You can read more about the history of the Armory HERE on Wikipedia, at the News Tribune Attic HERE, on Zenith City Online and at the Historic Duluth Armory web site HERE.

One of my weekly columns for the Duluth News Tribune (originally appeared on August 5, 1987) is reprinted on my blog HERE: Three Days Before the Rock Stars Died. And... you can check out some of my previous writings about the Winter Dance party HERE

Saturday, October 10, 2015

Big names already lost to Millennial Generation...

By Jim Heffernan
"Millennials follow Generation X on the long road to the cemetery." 
I spent an hour in a college classroom full of Millennials recently, talking about my distinguished journalism career. I mean distinguished in the broader sense, like my profession as distinguished from, say, garbage man or rocket scientist.

That is, though, entirely beside the point. The point actually is that many people my age (pre-Boomer, believe it our not) simply aren’t tuned into the Millennial Generation yet. The Millennial Generation is kind of vague, but most analysts of things like generations (Lost, Pepsi) say it consists of anyone born from the early 1980s to the early 2000s.

Millennials follow Generation X on the long road to the cemetery.
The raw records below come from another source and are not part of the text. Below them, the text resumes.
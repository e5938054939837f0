//! Renderer configuration.
//!
//! Reads `config.toml` from the executable's directory (or CWD).
//! Falls back to defaults if the file is missing or incomplete.

use bevy::prelude::*;
use serde::Deserialize;
use std::path::{Path, PathBuf};
use thiserror::Error;

const CONFIG_FILE: &str = "config.toml";

/// Sizes and paths used by every part of the renderer
#[derive(Resource, Clone, Debug, PartialEq)]
pub struct RendererConfig {
    pub window_title: String,
    /// Side of one map tile in pixels (locWidth = locHeight)
    pub tile_size: u32,
    /// Recommended width of the control column
    pub controls_width: u32,
    /// Height of each button in the non-move list
    pub button_height: f32,
    pub message_font_size: f32,
    /// Font for the message pane, relative to Bevy's asset folder.
    /// `None` falls back to Bevy's built-in font.
    pub message_font: Option<String>,
    /// Folder holding `textures/` and `entities/`
    pub asset_root: PathBuf,
}

impl Default for RendererConfig {
    fn default() -> Self {
        Self {
            window_title: default_title(),
            tile_size: default_tile_size(),
            controls_width: default_controls_width(),
            button_height: default_button_height(),
            message_font_size: default_font_size(),
            message_font: Some(default_message_font()),
            asset_root: default_asset_root(),
        }
    }
}

#[derive(Debug, Error)]
pub enum ConfigError {
    #[error("could not read {path}: {source}")]
    Io {
        path: PathBuf,
        #[source]
        source: std::io::Error,
    },

    #[error("invalid config: {0}")]
    Parse(#[from] toml::de::Error),
}

// ── TOML Schema (with serde defaults) ──

#[derive(Deserialize, Debug, Default)]
struct TomlConfig {
    #[serde(default)]
    window: TomlWindow,
    #[serde(default)]
    layout: TomlLayout,
    #[serde(default)]
    messages: TomlMessages,
    #[serde(default)]
    assets: TomlAssets,
}

#[derive(Deserialize, Debug)]
struct TomlWindow {
    #[serde(default = "default_title")]
    title: String,
}

#[derive(Deserialize, Debug)]
struct TomlLayout {
    #[serde(default = "default_tile_size")]
    tile_size: u32,
    #[serde(default = "default_controls_width")]
    controls_width: u32,
    #[serde(default = "default_button_height")]
    button_height: f32,
}

#[derive(Deserialize, Debug)]
struct TomlMessages {
    #[serde(default = "default_font_size")]
    font_size: f32,
    #[serde(default = "default_message_font_option")]
    font: Option<String>,
}

#[derive(Deserialize, Debug, Default)]
struct TomlAssets {
    #[serde(default)]
    root: Option<PathBuf>,
}

// ── Defaults ──

fn default_title() -> String { "Star Wars World".into() }
fn default_tile_size() -> u32 { 100 }
fn default_controls_width() -> u32 { 600 }
fn default_button_height() -> f32 { 50.0 }
fn default_font_size() -> f32 { 18.0 }
fn default_message_font() -> String { "fonts/DejaVuSansMono-Bold.ttf".into() }
fn default_message_font_option() -> Option<String> { Some(default_message_font()) }

impl Default for TomlWindow {
    fn default() -> Self {
        TomlWindow { title: default_title() }
    }
}

impl Default for TomlLayout {
    fn default() -> Self {
        TomlLayout {
            tile_size: default_tile_size(),
            controls_width: default_controls_width(),
            button_height: default_button_height(),
        }
    }
}

impl Default for TomlMessages {
    fn default() -> Self {
        TomlMessages {
            font_size: default_font_size(),
            font: default_message_font_option(),
        }
    }
}

/// `assets/` next to the executable, else the crate's own `assets/`
fn default_asset_root() -> PathBuf {
    exe_dir()
        .map(|dir| dir.join("assets"))
        .filter(|dir| dir.is_dir())
        .unwrap_or_else(|| Path::new(env!("CARGO_MANIFEST_DIR")).join("assets"))
}

fn exe_dir() -> Option<PathBuf> {
    std::env::current_exe()
        .ok()
        .and_then(|exe| exe.parent().map(Path::to_path_buf))
}

// ── Loading ──

impl RendererConfig {
    /// Parse a TOML document. Missing keys keep their defaults.
    pub fn parse(text: &str) -> Result<Self, ConfigError> {
        let raw: TomlConfig = toml::from_str(text)?;
        Ok(Self {
            window_title: raw.window.title,
            tile_size: raw.layout.tile_size.max(1),
            controls_width: raw.layout.controls_width,
            button_height: raw.layout.button_height,
            message_font_size: raw.messages.font_size,
            message_font: raw.messages.font,
            asset_root: raw.assets.root.unwrap_or_else(default_asset_root),
        })
    }

    /// Read `path`. A missing file yields `Ok(None)`.
    pub fn from_file(path: &Path) -> Result<Option<Self>, ConfigError> {
        match std::fs::read_to_string(path) {
            Ok(text) => Self::parse(&text).map(Some),
            Err(e) if e.kind() == std::io::ErrorKind::NotFound => Ok(None),
            Err(source) => Err(ConfigError::Io {
                path: path.to_path_buf(),
                source,
            }),
        }
    }

    /// Look for `config.toml` next to the executable, then in the CWD
    pub fn load() -> Self {
        let candidates = exe_dir()
            .map(|dir| dir.join(CONFIG_FILE))
            .into_iter()
            .chain(std::iter::once(PathBuf::from(CONFIG_FILE)));

        for path in candidates {
            match Self::from_file(&path) {
                Ok(Some(config)) => {
                    info!("Loaded renderer config from {}", path.display());
                    return config;
                }
                Ok(None) => continue,
                Err(e) => {
                    warn!("{}, using defaults", e);
                    return Self::default();
                }
            }
        }

        Self::default()
    }
}

/// Startup system installing the configuration resource
pub fn load_config(mut commands: Commands) {
    commands.insert_resource(RendererConfig::load());
}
I believe the students in the class I led were a year or two on either side of 20 – making their way through college this year as sophomores or juniors. Thus, I took a couple of things for granted in my presentation that I shouldn’t have before a class of students whose memories are probably 15 years long at most.

As part of my presentation, I was telling the students about how the media covered the Iron Range plane crash that claimed the life of Minnesota U.S. Sen. Paul Wellstone 13 years ago this month. Explaining that this national news story happened right in the Northland, I was interrupted by the professor, who suggested that I might want to explain who Wellstone was.

I was quite surprised that would be necessary, but, OK, show of hands, how many know who Paul Wellstone was? Three or four hands went up among the 20-25 students in the room.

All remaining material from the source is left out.